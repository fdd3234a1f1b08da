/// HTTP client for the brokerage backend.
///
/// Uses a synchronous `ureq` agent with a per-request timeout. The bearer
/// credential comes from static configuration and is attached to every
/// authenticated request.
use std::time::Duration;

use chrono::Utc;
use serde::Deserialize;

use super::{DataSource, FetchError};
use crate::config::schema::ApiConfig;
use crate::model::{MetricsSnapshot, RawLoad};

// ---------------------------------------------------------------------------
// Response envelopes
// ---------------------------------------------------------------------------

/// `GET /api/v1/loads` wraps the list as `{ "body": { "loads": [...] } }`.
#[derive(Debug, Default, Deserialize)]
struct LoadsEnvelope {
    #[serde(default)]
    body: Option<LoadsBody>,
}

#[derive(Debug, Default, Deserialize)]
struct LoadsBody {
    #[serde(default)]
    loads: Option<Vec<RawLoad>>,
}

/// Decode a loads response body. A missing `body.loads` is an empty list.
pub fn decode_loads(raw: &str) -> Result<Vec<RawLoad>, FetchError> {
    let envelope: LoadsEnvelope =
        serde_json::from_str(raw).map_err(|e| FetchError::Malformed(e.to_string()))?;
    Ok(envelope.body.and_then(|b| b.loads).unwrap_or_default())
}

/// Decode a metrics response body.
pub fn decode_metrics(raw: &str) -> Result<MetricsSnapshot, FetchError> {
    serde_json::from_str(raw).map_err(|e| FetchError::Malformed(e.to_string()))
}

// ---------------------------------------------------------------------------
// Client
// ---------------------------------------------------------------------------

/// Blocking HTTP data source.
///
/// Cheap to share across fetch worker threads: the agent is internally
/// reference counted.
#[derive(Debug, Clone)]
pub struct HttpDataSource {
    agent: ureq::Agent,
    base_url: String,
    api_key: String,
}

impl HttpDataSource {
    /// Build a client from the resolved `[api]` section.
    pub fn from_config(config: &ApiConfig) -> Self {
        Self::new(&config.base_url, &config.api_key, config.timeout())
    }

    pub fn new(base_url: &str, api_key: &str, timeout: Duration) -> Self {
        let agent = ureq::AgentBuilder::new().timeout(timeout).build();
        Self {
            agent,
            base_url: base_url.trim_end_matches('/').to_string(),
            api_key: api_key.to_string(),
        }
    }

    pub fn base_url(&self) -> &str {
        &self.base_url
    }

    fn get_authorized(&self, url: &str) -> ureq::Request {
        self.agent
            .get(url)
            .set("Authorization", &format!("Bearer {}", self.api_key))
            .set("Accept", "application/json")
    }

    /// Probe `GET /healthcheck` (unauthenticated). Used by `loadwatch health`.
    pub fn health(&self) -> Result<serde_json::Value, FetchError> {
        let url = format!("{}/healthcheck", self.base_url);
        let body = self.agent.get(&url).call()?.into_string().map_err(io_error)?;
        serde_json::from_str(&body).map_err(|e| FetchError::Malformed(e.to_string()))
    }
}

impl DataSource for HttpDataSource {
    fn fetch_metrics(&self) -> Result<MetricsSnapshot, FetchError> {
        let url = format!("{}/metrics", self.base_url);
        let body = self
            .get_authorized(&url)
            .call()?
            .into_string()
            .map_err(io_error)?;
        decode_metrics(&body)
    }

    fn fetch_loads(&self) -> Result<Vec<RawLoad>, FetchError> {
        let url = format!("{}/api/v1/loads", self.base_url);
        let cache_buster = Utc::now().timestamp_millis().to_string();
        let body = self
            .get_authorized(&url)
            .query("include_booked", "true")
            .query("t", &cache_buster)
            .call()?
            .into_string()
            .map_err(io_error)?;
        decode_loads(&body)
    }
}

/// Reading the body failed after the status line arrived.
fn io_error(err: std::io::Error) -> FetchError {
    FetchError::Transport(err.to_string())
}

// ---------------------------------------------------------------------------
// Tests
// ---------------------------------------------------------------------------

_ _ _

Exercise description: Scan the listing above. Collect all lines with the word "HttpDataSource".

Output for this exercise:
pub struct HttpDataSource {
impl HttpDataSource {
impl DataSource for HttpDataSource {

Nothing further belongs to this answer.